### About this task
Would you please retype, exactly, the lines of the listing below between the line with "the migration engine." and the line with "input: expected an", inclusive?

'''

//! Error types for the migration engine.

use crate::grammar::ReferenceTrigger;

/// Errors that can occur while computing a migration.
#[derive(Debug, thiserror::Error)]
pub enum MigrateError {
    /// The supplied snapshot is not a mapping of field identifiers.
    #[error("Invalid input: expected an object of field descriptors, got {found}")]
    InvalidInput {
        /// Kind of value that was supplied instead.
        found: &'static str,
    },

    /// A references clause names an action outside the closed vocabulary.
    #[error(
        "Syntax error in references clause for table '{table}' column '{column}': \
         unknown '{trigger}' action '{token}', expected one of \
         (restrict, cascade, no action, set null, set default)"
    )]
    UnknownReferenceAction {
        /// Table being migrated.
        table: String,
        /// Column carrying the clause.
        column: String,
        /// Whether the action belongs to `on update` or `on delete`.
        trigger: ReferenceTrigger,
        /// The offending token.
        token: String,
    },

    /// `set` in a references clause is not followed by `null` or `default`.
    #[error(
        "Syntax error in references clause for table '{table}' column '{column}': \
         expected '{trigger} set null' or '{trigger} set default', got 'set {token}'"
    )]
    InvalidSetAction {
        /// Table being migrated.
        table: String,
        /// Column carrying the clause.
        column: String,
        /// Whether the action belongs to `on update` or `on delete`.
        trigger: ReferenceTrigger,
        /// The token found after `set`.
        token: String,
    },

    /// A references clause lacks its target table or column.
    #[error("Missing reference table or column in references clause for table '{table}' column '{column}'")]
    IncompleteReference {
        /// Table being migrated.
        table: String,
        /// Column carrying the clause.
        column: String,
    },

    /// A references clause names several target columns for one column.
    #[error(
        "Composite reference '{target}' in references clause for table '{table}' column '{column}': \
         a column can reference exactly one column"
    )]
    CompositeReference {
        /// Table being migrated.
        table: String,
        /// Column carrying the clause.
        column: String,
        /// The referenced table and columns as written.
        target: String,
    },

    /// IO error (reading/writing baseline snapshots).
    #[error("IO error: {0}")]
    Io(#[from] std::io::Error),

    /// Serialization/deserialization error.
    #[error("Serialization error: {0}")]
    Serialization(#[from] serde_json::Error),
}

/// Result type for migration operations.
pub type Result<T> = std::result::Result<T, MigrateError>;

'''
'''

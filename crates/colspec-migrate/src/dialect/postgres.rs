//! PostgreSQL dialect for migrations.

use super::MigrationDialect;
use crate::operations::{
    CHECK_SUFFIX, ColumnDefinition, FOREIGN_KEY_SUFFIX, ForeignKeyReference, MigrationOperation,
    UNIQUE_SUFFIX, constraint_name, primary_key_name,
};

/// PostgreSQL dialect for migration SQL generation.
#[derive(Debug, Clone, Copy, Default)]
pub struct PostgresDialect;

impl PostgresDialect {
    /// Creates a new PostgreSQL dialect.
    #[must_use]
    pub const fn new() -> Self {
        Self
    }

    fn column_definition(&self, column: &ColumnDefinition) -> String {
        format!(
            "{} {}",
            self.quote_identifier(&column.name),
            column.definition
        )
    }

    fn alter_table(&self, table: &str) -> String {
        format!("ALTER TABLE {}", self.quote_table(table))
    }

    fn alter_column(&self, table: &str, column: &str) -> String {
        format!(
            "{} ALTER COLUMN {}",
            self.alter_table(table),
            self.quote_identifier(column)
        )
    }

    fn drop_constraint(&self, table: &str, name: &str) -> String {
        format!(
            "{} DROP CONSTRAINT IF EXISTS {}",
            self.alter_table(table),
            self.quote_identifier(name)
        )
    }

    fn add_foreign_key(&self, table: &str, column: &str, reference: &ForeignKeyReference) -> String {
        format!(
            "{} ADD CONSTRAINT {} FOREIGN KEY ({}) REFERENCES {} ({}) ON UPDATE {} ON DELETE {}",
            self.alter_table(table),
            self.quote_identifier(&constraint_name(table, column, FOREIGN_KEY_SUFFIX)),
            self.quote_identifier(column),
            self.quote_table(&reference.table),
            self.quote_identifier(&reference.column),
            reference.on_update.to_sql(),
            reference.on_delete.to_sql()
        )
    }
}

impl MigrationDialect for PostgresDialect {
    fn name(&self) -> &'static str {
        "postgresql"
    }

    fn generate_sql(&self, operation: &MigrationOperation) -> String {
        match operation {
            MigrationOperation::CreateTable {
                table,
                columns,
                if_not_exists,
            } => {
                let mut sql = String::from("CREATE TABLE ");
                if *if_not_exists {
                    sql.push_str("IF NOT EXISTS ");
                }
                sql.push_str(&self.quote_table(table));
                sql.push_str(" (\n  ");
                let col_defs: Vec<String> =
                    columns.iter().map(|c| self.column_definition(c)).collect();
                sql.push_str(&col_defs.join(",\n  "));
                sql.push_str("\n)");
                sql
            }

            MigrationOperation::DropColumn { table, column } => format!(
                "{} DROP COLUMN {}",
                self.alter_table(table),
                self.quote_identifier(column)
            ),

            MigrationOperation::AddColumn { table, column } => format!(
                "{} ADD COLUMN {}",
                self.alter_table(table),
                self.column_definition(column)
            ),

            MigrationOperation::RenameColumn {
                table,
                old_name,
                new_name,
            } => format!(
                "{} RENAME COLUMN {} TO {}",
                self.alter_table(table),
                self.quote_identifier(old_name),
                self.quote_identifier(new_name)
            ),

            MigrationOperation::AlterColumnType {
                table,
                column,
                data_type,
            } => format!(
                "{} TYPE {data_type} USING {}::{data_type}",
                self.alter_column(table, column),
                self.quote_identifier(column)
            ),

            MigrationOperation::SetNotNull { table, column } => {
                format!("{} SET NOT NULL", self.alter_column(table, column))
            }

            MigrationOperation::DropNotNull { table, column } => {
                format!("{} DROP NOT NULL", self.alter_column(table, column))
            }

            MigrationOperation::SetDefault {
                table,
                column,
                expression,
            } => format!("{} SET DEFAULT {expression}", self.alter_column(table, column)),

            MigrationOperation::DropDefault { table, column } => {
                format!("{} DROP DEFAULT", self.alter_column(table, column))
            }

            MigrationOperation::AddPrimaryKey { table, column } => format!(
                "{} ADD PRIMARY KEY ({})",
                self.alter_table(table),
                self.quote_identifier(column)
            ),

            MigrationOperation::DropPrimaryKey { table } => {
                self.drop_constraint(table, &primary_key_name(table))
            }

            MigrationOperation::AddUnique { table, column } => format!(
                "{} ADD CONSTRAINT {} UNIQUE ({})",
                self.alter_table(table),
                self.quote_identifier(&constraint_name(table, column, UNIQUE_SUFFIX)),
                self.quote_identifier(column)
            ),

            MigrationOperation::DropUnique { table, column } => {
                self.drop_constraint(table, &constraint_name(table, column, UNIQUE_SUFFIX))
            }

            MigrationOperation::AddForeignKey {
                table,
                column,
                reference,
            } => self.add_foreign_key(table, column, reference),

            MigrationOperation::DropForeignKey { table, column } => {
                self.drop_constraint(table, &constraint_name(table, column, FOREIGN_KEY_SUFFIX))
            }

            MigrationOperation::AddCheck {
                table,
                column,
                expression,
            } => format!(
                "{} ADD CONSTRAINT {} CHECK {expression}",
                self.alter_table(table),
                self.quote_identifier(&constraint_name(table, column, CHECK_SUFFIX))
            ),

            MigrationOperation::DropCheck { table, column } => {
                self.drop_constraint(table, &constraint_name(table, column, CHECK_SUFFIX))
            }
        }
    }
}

'''
'''

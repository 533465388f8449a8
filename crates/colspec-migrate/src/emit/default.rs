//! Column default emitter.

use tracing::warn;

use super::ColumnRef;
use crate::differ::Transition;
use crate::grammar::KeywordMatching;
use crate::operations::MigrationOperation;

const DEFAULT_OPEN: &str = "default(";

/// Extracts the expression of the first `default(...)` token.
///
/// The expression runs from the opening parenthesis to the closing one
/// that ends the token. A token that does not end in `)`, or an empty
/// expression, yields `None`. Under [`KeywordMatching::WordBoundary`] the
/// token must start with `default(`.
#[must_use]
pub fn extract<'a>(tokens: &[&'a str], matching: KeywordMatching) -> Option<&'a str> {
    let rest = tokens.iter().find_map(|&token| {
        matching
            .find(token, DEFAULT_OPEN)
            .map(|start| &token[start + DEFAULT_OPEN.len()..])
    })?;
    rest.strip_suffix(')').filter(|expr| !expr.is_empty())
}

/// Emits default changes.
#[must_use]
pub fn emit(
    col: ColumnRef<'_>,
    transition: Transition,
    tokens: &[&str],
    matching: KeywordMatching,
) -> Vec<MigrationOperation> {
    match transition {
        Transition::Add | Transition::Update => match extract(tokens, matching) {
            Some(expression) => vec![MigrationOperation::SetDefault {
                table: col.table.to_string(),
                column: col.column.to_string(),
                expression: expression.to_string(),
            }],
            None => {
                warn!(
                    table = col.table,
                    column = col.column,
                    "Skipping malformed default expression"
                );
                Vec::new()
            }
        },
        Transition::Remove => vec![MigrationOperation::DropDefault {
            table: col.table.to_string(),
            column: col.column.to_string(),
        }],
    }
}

'''

### Worked solution
//! Error types for the migration engine.

use crate::grammar::ReferenceTrigger;

/// Errors that can occur while computing a migration.
#[derive(Debug, thiserror::Error)]
pub enum MigrateError {
    /// The supplied snapshot is not a mapping of field identifiers.
    #[error("Invalid input: expected an object of field descriptors, got {found}")]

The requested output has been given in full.